Metallic implants produce streak artefacts that can significantly degrade computerised tomography (CT) images by obscuring anatomical structures and pathology (Figure 1A). In positron emission tomography (PET), these artefacts may also propagate to CT-based attenuation maps causing inaccuracies in the quantification of tissue tracer uptake in the attenuation-corrected (AC) PET images. 18F-FDG PET/CT is currently being evaluated in patients with suspected CIED infection, with both visual and semiquantitative measures of 18F-FDG uptake around the pectoral device reported to be of value in differentiating between infection and inflammation.1 Software-based metal artefact reduction (MAR) techniques are available to reduce artefacts from the CIED in the CT data.

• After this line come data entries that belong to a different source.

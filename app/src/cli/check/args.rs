use clap::Args;

use crate::cli::Format;

#[derive(Args, Debug)]
pub struct CheckArgs {
    /// Config file path (JSON). Use '-' for stdin.
    #[arg(short = 'c', long = "config")]
    pub config: String,
    /// Output format
    #[arg(long, value_enum, default_value_t = Format::Text)]
    pub format: Format,
    /// Treat non-fatal errors as blocking (exit 2)
    #[arg(long)]
    pub strict: bool,
}
//! Port for the remote control-plane profile API.
//!
//! The transport (HTTP client, auth storage) lives outside this crate. What
//! lives here is the contract every implementation goes through: a push runs
//! the pre-flight gate first and refuses to write while it reports a fatal
//! issue.

use serde::{Deserialize, Serialize};
use thiserror::Error;
use tracing::{info, warn};

use crate::model::Document;
use crate::preflight::{preflight, PreflightReport};

#[derive(Debug, Clone, PartialEq, Eq, Serialize, Deserialize)]
pub struct ProfileSummary {
    pub uuid: String,
    pub name: String,
}

/// Remote profile store. Implemented by the application layer.
pub trait ProfileApi {
    type Error: std::error::Error + Send + Sync + 'static;

    /// Returns a session token.
    fn login(&mut self, username: &str, password: &str) -> Result<String, Self::Error>;
    fn list_profiles(&self) -> Result<Vec<ProfileSummary>, Self::Error>;
    fn get_profile(&self, uuid: &str) -> Result<Document, Self::Error>;
    fn update_profile(&mut self, uuid: &str, doc: &Document) -> Result<(), Self::Error>;
}

#[derive(Debug, Error)]
pub enum SyncError {
    #[error("push refused: {} fatal issue(s) would crash the proxy core", .0.fatal().count())]
    Blocked(PreflightReport),
    #[error("remote profile api: {0}")]
    Remote(#[source] Box<dyn std::error::Error + Send + Sync>),
}

fn remote<E: std::error::Error + Send + Sync + 'static>(e: E) -> SyncError {
    SyncError::Remote(Box::new(e))
}

/// Validate `doc` and, if nothing fatal is found, write it to profile `uuid`.
///
/// On success the (possibly non-empty, non-fatal) report is returned so the
/// caller can still surface warnings-level errors.
pub fn push_profile<A: ProfileApi>(
    api: &mut A,
    uuid: &str,
    doc: &Document,
) -> Result<PreflightReport, SyncError> {
    let report = preflight(doc);
    if report.is_push_blocked() {
        warn!(
            profile = uuid,
            fatal = report.fatal().count(),
            "refusing to push profile"
        );
        return Err(SyncError::Blocked(report));
    }
    api.update_profile(uuid, doc).map_err(remote)?;
    info!(profile = uuid, issues = report.issues.len(), "profile pushed");
    Ok(report)
}

/// Fetch profile `uuid`. Pulled documents are not validated here; the caller
/// runs the validators once the document is loaded into the editor.
pub fn pull_profile<A: ProfileApi>(api: &A, uuid: &str) -> Result<Document, SyncError> {
    api.get_profile(uuid).map_err(remote)
}
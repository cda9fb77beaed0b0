// Copyright 2025 RDC Contributors
// Licensed under the Apache License, Version 2.0

//! Cluster view
//!
//! Derives a read-only shards-by-replicas topology from the replica
//! registry, under a child-version stability check so the snapshot is
//! consistent.

use crate::layout::StoreLayout;
use crate::names::{HostId, ReplicaName};
use rdc_common::constants::{DEFAULT_CLUSTER_USER, DROPPED_MARK, MAX_CLUSTER_RETRIES};
use rdc_common::utils::unescape_for_file_name;
use rdc_common::{RdcError, Result};
use rdc_coordination::CoordinationStore;

/// One reachable replica process
#[derive(Debug, Clone, PartialEq, Eq)]
pub struct ClusterHost {
    pub host: String,
    pub port: u16,
}

/// Logical cluster: shards × replicas
#[derive(Debug, Clone, PartialEq, Eq)]
pub struct Cluster {
    pub shards: Vec<Vec<ClusterHost>>,
    pub user: String,
    pub password: String,
}

impl Cluster {
    pub fn host_count(&self) -> usize {
        self.shards.iter().map(|shard| shard.len()).sum()
    }
}

/// Snapshot the replica registry into a logical cluster
pub fn get_cluster(
    store: &dyn CoordinationStore,
    layout: &StoreLayout,
    tcp_port: u16,
) -> Result<Cluster> {
    for _ in 0..MAX_CLUSTER_RETRIES {
        let (mut hosts, stat) = store.get_children(&layout.replicas_path())?;
        if hosts.is_empty() {
            return Err(RdcError::LogicalError("no hosts found".to_string()));
        }
        let cversion = stat.cversion;
        hosts.sort();

        let paths: Vec<String> = hosts
            .iter()
            .map(|name| layout.replica_path(name))
            .collect();
        let host_ids = store.try_get_many(&paths);
        let complete = host_ids.iter().all(|id| id.is_some());

        let (_, stat) = store.get_children(&layout.replicas_path())?;
        if !complete || cversion != stat.cversion {
            continue;
        }

        return build_cluster(&hosts, &host_ids, tcp_port);
    }
    Err(RdcError::AllConnectionTriesFailed(
        "cannot get consistent cluster snapshot".to_string(),
    ))
}

/// Group the sorted replica names into shards. Sorting clusters replicas
/// of the same shard together, so one pass over the runs is enough.
fn build_cluster(
    hosts: &[String],
    host_ids: &[Option<String>],
    tcp_port: u16,
) -> Result<Cluster> {
    let mut shards: Vec<Vec<ClusterHost>> = Vec::new();
    let mut current_shard: Option<String> = None;

    for (name, host_id) in hosts.iter().zip(host_ids) {
        let Some(host_id) = host_id else {
            continue;
        };
        if host_id == DROPPED_MARK {
            continue;
        }
        let replica = ReplicaName::parse_full(name)?;
        if current_shard.as_deref() != Some(replica.shard()) {
            current_shard = Some(replica.shard().to_string());
            shards.push(Vec::new());
        }
        let host = unescape_for_file_name(HostId::host_of(host_id));
        if let Some(shard) = shards.last_mut() {
            shard.push(ClusterHost {
                host,
                port: tcp_port,
            });
        }
    }

    shards.retain(|shard| !shard.is_empty());
    Ok(Cluster {
        shards,
        user: DEFAULT_CLUSTER_USER.to_string(),
        password: String::new(),
    })
}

The impact of MAR on quantification of 18F-FDG uptake around the CIED pulse generator has not been evaluated.2

Figure 1
figure 1

(A) Low dose CT with streak artefacts from a pre-pectoral CIED. (B) Increased 18F-FDG uptakes increased around the CIED pocket on the AC PET images reconstructed with MAR disabled. (C) No increased 18F-FDG uptake around device on non-AC PET images. (D) Absence of increased 18F-FDG activity in relation to the CIED on with MAR enabled

In the UK, reimbursement for non-oncological FDG PET/CT is provided for examinations that fall within the evidence-based indications for PET-CT.3 In this case of a patient with pain in the region of the CIED generator pocket, increased 18F-FDG uptake was noted around the device pocket on the AC PET images reconstructed with MAR disabled (Figure 1B). However, this increase was not apparent on the non-AC images (Figure 1C). Reconstructing the PET data with MAR enabled confirmed the absence of increased activity in relation to the device (Figure 1D). Studies using a torso phantom with CIED/pacing leads and typical patient FDG activity verified these findings.4 To conclude, when the region of interest is the CIED, MAR algorithms should be enabled to reduce the risk of erroneously increased tracer uptake, which may inaccurately infer the presence of infection or inflammation.